(Saved entries)
________________________

//! The shared variable environment and the small value helpers every
//! resolver leans on.

use serde_json::{Map, Number, Value};

/// The flat key → value namespace shared by every field.
///
/// Keys are dotted-path strings (`container.env`), not nested objects.
pub type VariableBag = Map<String, Value>;

/// Shallow object-spread merge: every key of `patch` overwrites `base`.
pub fn merge_into(base: &mut VariableBag, patch: &VariableBag) {
    for (key, value) in patch {
        base.insert(key.clone(), value.clone());
    }
}

/// `{...base, ...patch}` without mutating either side.
pub fn merged(base: &VariableBag, patch: &VariableBag) -> VariableBag {
    let mut out = base.clone();
    merge_into(&mut out, patch);
    out
}

/// Loose truthiness for variable lookups.
///
/// `null`, `false`, `0`, `NaN` and the empty string are falsy; arrays and
/// objects are truthy even when empty.
pub fn is_truthy(value: Option<&Value>) -> bool {
    match value {
        None | Some(Value::Null) => false,
        Some(Value::Bool(b)) => *b,
        Some(Value::Number(n)) => n.as_f64().is_some_and(|f| f != 0.0 && !f.is_nan()),
        Some(Value::String(s)) => !s.is_empty(),
        Some(Value::Array(_)) | Some(Value::Object(_)) => true,
    }
}

/// Parse a trimmed string as a JSON number, integers first.
pub fn parse_number(raw: &str) -> Option<Number> {
    let trimmed = raw.trim();
    if trimmed.is_empty() {
        return None;
    }
    if let Ok(int) = trimmed.parse::<i64>() {
        return Some(Number::from(int));
    }
    trimmed
        .parse::<f64>()
        .ok()
        .filter(|f| f.is_finite())
        .and_then(Number::from_f64)
}

/// Whether a revision/default value carries anything worth pre-validating.
pub fn is_present(value: Option<&Value>) -> bool {
    match value {
        None | Some(Value::Null) => false,
        Some(Value::String(s)) => !s.is_empty(),
        Some(Value::Array(items)) => !items.is_empty(),
        Some(Value::Object(map)) => !map.is_empty(),
        Some(_) => true,
    }
}

/// Render a scalar as the string a text input would hold.
pub fn as_text(value: &Value) -> Option<String> {
    match value {
        Value::String(s) => Some(s.clone()),
        Value::Number(n) => Some(n.to_string()),
        Value::Bool(b) => Some(b.to_string()),
        _ => None,
    }
}
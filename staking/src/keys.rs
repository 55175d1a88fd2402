//! Byte-key layout of every staking entity.
//!
//! All keys are `prefix byte ++ fixed-width fields`.  Heights are big-endian
//! `u64` so that ascending byte order equals ascending numeric order, and
//! addresses are the raw 32 pubkey bytes.  Nothing outside this module
//! concatenates key bytes.
//!
//! | prefix | layout                                   | value              |
//! |--------|------------------------------------------|--------------------|
//! | `0x11` | delegator ++ validator                   | `Delegation`       |
//! | `0x12` | validator ++ delegator                   | marker             |
//! | `0x21` | height ++ delegator ++ validator         | `UnbondingDelegation` |
//! | `0x22` | delegator ++ height ++ validator         | marker             |
//! | `0x23` | validator ++ height ++ delegator         | marker             |
//! | `0x31` | height ++ delegator ++ from ++ to        | `RedelegationInfo` |
//! | `0x32` | delegator ++ height ++ from ++ to        | marker             |
//! | `0x33` | from ++ height ++ delegator ++ to        | marker             |
//! | `0x41` | validator                                | `ValidatorVoteInfo`|
//! | `0x42` | validator ++ window index                | `bool`             |
//! | `0x51` | validator                                | `Validator`        |
//! | `0x52` | (u64::MAX - power) ++ validator          | marker             |
//! | `0x53` | inactive-since seconds ++ validator      | marker             |
//! | `0x61` | (single key)                             | last validator set |

use {
    crate::error::{StakingError, StakingResult},
    solana_pubkey::Pubkey,
};

const ADDR_LEN: usize = 32;
const U64_LEN: usize = 8;

pub const DELEGATION_PREFIX: u8 = 0x11;
pub const DELEGATION_BY_VALIDATOR_PREFIX: u8 = 0x12;

pub const VOTE_INFO_PREFIX: u8 = 0x41;
pub const VOTE_WINDOW_PREFIX: u8 = 0x42;

pub const VALIDATOR_PREFIX: u8 = 0x51;
pub const VALIDATOR_BY_POWER_PREFIX: u8 = 0x52;
pub const INACTIVE_VALIDATOR_PREFIX: u8 = 0x53;

pub const LAST_VALIDATOR_SET_KEY: &[u8] = &[0x61];

fn key_with(prefix: u8, capacity: usize) -> Vec<u8> {
    let mut key = Vec::with_capacity(capacity.saturating_add(1));
    key.push(prefix);
    key
}

fn read_pubkey(key: &[u8], offset: usize) -> StakingResult<Pubkey> {
    key.get(offset..offset.saturating_add(ADDR_LEN))
        .and_then(|bytes| <[u8; ADDR_LEN]>::try_from(bytes).ok())
        .map(Pubkey::new_from_array)
        .ok_or_else(|| StakingError::Codec(format!("malformed key {key:?}")))
}

fn read_u64(key: &[u8], offset: usize) -> StakingResult<u64> {
    key.get(offset..offset.saturating_add(U64_LEN))
        .and_then(|bytes| <[u8; U64_LEN]>::try_from(bytes).ok())
        .map(u64::from_be_bytes)
        .ok_or_else(|| StakingError::Codec(format!("malformed key {key:?}")))
}

fn check_len(key: &[u8], expected: usize) -> StakingResult<()> {
    if key.len() != expected {
        return Err(StakingError::Codec(format!(
            "key length {} != {expected}",
            key.len()
        )));
    }
    Ok(())
}

// ---------------------------------------------------------------------------
// Delegations
// ---------------------------------------------------------------------------

pub fn delegation_key(delegator: &Pubkey, validator: &Pubkey) -> Vec<u8> {
    let mut key = key_with(DELEGATION_PREFIX, ADDR_LEN * 2);
    key.extend_from_slice(delegator.as_ref());
    key.extend_from_slice(validator.as_ref());
    key
}

pub fn delegator_delegations_prefix(delegator: &Pubkey) -> Vec<u8> {
    let mut key = key_with(DELEGATION_PREFIX, ADDR_LEN);
    key.extend_from_slice(delegator.as_ref());
    key
}

pub fn delegation_by_validator_key(validator: &Pubkey, delegator: &Pubkey) -> Vec<u8> {
    let mut key = key_with(DELEGATION_BY_VALIDATOR_PREFIX, ADDR_LEN * 2);
    key.extend_from_slice(validator.as_ref());
    key.extend_from_slice(delegator.as_ref());
    key
}

pub fn validator_delegations_prefix(validator: &Pubkey) -> Vec<u8> {
    let mut key = key_with(DELEGATION_BY_VALIDATOR_PREFIX, ADDR_LEN);
    key.extend_from_slice(validator.as_ref());
    key
}

/// Returns `(validator, delegator)`.
pub fn parse_delegation_by_validator_key(key: &[u8]) -> StakingResult<(Pubkey, Pubkey)> {
    check_len(key, 1 + ADDR_LEN * 2)?;
    Ok((read_pubkey(key, 1)?, read_pubkey(key, 1 + ADDR_LEN)?))
}

// ---------------------------------------------------------------------------
// Height-indexed queues
// ---------------------------------------------------------------------------

/// Identity of one queue entry.  Entries with the same id merge.
#[derive(Debug, Clone, Copy, PartialEq, Eq)]
pub struct QueueEntryId {
    pub complete_height: u64,
    pub delegator: Pubkey,
    /// The validator the entry is slashable at.
    pub validator: Pubkey,
    /// Destination validator, for queues keyed on one.
    pub target: Option<Pubkey>,
}

/// The three orderings of one height-indexed queue.
///
/// The value lives under the by-height key; the by-delegator and
/// by-validator keys are markers pointing back at it.
#[derive(Debug, Clone, Copy, PartialEq, Eq)]
pub struct QueueKeys {
    by_height: u8,
    by_delegator: u8,
    by_validator: u8,
    with_target: bool,
}

pub const UNBONDING_KEYS: QueueKeys = QueueKeys {
    by_height: 0x21,
    by_delegator: 0x22,
    by_validator: 0x23,
    with_target: false,
};

/// Redelegations are indexed on their source validator and end with the
/// destination.
pub const REDELEGATION_KEYS: QueueKeys = QueueKeys {
    by_height: 0x31,
    by_delegator: 0x32,
    by_validator: 0x33,
    with_target: true,
};

const QUEUE_KEY_LEN: usize = 1 + U64_LEN + ADDR_LEN * 2;

impl QueueKeys {
    fn key_len(&self) -> usize {
        if self.with_target {
            QUEUE_KEY_LEN + ADDR_LEN
        } else {
            QUEUE_KEY_LEN
        }
    }

    pub fn by_height(&self, id: &QueueEntryId) -> StakingResult<Vec<u8>> {
        let mut key = key_with(self.by_height, self.key_len());
        key.extend_from_slice(&id.complete_height.to_be_bytes());
        key.extend_from_slice(id.delegator.as_ref());
        key.extend_from_slice(id.validator.as_ref());
        self.push_target(key, id)
    }

    pub fn by_delegator(&self, id: &QueueEntryId) -> StakingResult<Vec<u8>> {
        let mut key = self.delegator_prefix(&id.delegator);
        key.extend_from_slice(&id.complete_height.to_be_bytes());
        key.extend_from_slice(id.validator.as_ref());
        self.push_target(key, id)
    }

    pub fn by_validator(&self, id: &QueueEntryId) -> StakingResult<Vec<u8>> {
        let mut key = self.validator_prefix(&id.validator);
        key.extend_from_slice(&id.complete_height.to_be_bytes());
        key.extend_from_slice(id.delegator.as_ref());
        self.push_target(key, id)
    }

    fn push_target(&self, mut key: Vec<u8>, id: &QueueEntryId) -> StakingResult<Vec<u8>> {
        match (self.with_target, id.target) {
            (true, Some(target)) => key.extend_from_slice(target.as_ref()),
            (false, None) => {}
            _ => {
                return Err(StakingError::Codec(format!(
                    "queue {:#04x} does not match entry target {:?}",
                    self.by_height, id.target
                )))
            }
        }
        Ok(key)
    }

    /// Prefix of the whole queue, ascending by completion height.
    pub fn queue_prefix(&self) -> Vec<u8> {
        vec![self.by_height]
    }

    pub fn delegator_prefix(&self, delegator: &Pubkey) -> Vec<u8> {
        let mut key = key_with(self.by_delegator, self.key_len());
        key.extend_from_slice(delegator.as_ref());
        key
    }

    pub fn validator_prefix(&self, validator: &Pubkey) -> Vec<u8> {
        let mut key = key_with(self.by_validator, self.key_len());
        key.extend_from_slice(validator.as_ref());
        key
    }

    pub fn parse_by_height(&self, key: &[u8]) -> StakingResult<QueueEntryId> {
        self.check(key, self.by_height)?;
        Ok(QueueEntryId {
            complete_height: read_u64(key, 1)?,
            delegator: read_pubkey(key, 1 + U64_LEN)?,
            validator: read_pubkey(key, 1 + U64_LEN + ADDR_LEN)?,
            target: self.read_target(key)?,
        })
    }

    pub fn parse_by_delegator(&self, key: &[u8]) -> StakingResult<QueueEntryId> {
        self.check(key, self.by_delegator)?;
        Ok(QueueEntryId {
            delegator: read_pubkey(key, 1)?,
            complete_height: read_u64(key, 1 + ADDR_LEN)?,
            validator: read_pubkey(key, 1 + ADDR_LEN + U64_LEN)?,
            target: self.read_target(key)?,
        })
    }

    pub fn parse_by_validator(&self, key: &[u8]) -> StakingResult<QueueEntryId> {
        self.check(key, self.by_validator)?;
        Ok(QueueEntryId {
            validator: read_pubkey(key, 1)?,
            complete_height: read_u64(key, 1 + ADDR_LEN)?,
            delegator: read_pubkey(key, 1 + ADDR_LEN + U64_LEN)?,
            target: self.read_target(key)?,
        })
    }

    fn read_target(&self, key: &[u8]) -> StakingResult<Option<Pubkey>> {
        if self.with_target {
            read_pubkey(key, QUEUE_KEY_LEN).map(Some)
        } else {
            Ok(None)
        }
    }

    fn check(&self, key: &[u8], prefix: u8) -> StakingResult<()> {
        check_len(key, self.key_len())?;
        if key.first() != Some(&prefix) {
            return Err(StakingError::Codec(format!(
                "expected queue prefix {prefix:#04x}"
            )));
        }
        Ok(())
    }
}

// ---------------------------------------------------------------------------
// Liveness
// ---------------------------------------------------------------------------

pub fn vote_info_key(validator: &Pubkey) -> Vec<u8> {
    let mut key = key_with(VOTE_INFO_PREFIX, ADDR_LEN);
    key.extend_from_slice(validator.as_ref());
    key
}

pub fn vote_info_prefix() -> Vec<u8> {
    vec![VOTE_INFO_PREFIX]
}

pub fn parse_vote_info_key(key: &[u8]) -> StakingResult<Pubkey> {
    check_len(key, 1 + ADDR_LEN)?;
    read_pubkey(key, 1)
}

pub fn window_bit_key(validator: &Pubkey, index: u64) -> Vec<u8> {
    let mut key = window_bits_prefix(validator);
    key.extend_from_slice(&index.to_be_bytes());
    key
}

pub fn window_bits_prefix(validator: &Pubkey) -> Vec<u8> {
    let mut key = key_with(VOTE_WINDOW_PREFIX, ADDR_LEN + U64_LEN);
    key.extend_from_slice(validator.as_ref());
    key
}

/// Returns `(validator, index)`.
pub fn parse_window_bit_key(key: &[u8]) -> StakingResult<(Pubkey, u64)> {
    check_len(key, 1 + ADDR_LEN + U64_LEN)?;
    Ok((read_pubkey(key, 1)?, read_u64(key, 1 + ADDR_LEN)?))
}

// ---------------------------------------------------------------------------
// Validator registry
// ---------------------------------------------------------------------------

pub fn validator_key(validator: &Pubkey) -> Vec<u8> {
    let mut key = key_with(VALIDATOR_PREFIX, ADDR_LEN);
    key.extend_from_slice(validator.as_ref());
    key
}

/// Power is stored inverted so a forward scan yields power descending and,
/// within equal power, address ascending.
pub fn validator_by_power_key(power: u64, validator: &Pubkey) -> Vec<u8> {
    let mut key = key_with(VALIDATOR_BY_POWER_PREFIX, U64_LEN + ADDR_LEN);
    key.extend_from_slice(&(!power).to_be_bytes());
    key.extend_from_slice(validator.as_ref());
    key
}

pub fn validator_by_power_prefix() -> Vec<u8> {
    vec![VALIDATOR_BY_POWER_PREFIX]
}

/// Returns `(power, validator)`.
pub fn parse_validator_by_power_key(key: &[u8]) -> StakingResult<(u64, Pubkey)> {
    check_len(key, 1 + U64_LEN + ADDR_LEN)?;
    let inverted = read_u64(key, 1)?;
    Ok((!inverted, read_pubkey(key, 1 + U64_LEN)?))
}

/// Inactive-since times before the unix epoch sort as zero.
pub fn inactive_validator_key(inactive_since: i64, validator: &Pubkey) -> Vec<u8> {
    let secs = u64::try_from(inactive_since).unwrap_or(0);
    let mut key = key_with(INACTIVE_VALIDATOR_PREFIX, U64_LEN + ADDR_LEN);
    key.extend_from_slice(&secs.to_be_bytes());
    key.extend_from_slice(validator.as_ref());
    key
}

pub fn inactive_validator_prefix() -> Vec<u8> {
    vec![INACTIVE_VALIDATOR_PREFIX]
}

/// Returns `(inactive_since_secs, validator)`.
pub fn parse_inactive_validator_key(key: &[u8]) -> StakingResult<(u64, Pubkey)> {
    check_len(key, 1 + U64_LEN + ADDR_LEN)?;
    Ok((read_u64(key, 1)?, read_pubkey(key, 1 + U64_LEN)?))
}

________________________

▸ **Requirement**:
Output, exactly and in full, the lines from the start of the entries above through the line that contains "pub fn as_text(value: &Value)".

▸ **Worked solution**:
//! The shared variable environment and the small value helpers every
//! resolver leans on.

use serde_json::{Map, Number, Value};

/// The flat key → value namespace shared by every field.
///
/// Keys are dotted-path strings (`container.env`), not nested objects.
pub type VariableBag = Map<String, Value>;

/// Shallow object-spread merge: every key of `patch` overwrites `base`.
pub fn merge_into(base: &mut VariableBag, patch: &VariableBag) {
    for (key, value) in patch {
        base.insert(key.clone(), value.clone());
    }
}

/// `{...base, ...patch}` without mutating either side.
pub fn merged(base: &VariableBag, patch: &VariableBag) -> VariableBag {
    let mut out = base.clone();
    merge_into(&mut out, patch);
    out
}

/// Loose truthiness for variable lookups.
///
/// `null`, `false`, `0`, `NaN` and the empty string are falsy; arrays and
/// objects are truthy even when empty.
pub fn is_truthy(value: Option<&Value>) -> bool {
    match value {
        None | Some(Value::Null) => false,
        Some(Value::Bool(b)) => *b,
        Some(Value::Number(n)) => n.as_f64().is_some_and(|f| f != 0.0 && !f.is_nan()),
        Some(Value::String(s)) => !s.is_empty(),
        Some(Value::Array(_)) | Some(Value::Object(_)) => true,
    }
}

/// Parse a trimmed string as a JSON number, integers first.
pub fn parse_number(raw: &str) -> Option<Number> {
    let trimmed = raw.trim();
    if trimmed.is_empty() {
        return None;
    }
    if let Ok(int) = trimmed.parse::<i64>() {
        return Some(Number::from(int));
    }
    trimmed
        .parse::<f64>()
        .ok()
        .filter(|f| f.is_finite())
        .and_then(Number::from_f64)
}

/// Whether a revision/default value carries anything worth pre-validating.
pub fn is_present(value: Option<&Value>) -> bool {
    match value {
        None | Some(Value::Null) => false,
        Some(Value::String(s)) => !s.is_empty(),
        Some(Value::Array(items)) => !items.is_empty(),
        Some(Value::Object(map)) => !map.is_empty(),
        Some(_) => true,
    }
}

/// Render a scalar as the string a text input would hold.
pub fn as_text(value: &Value) -> Option<String> {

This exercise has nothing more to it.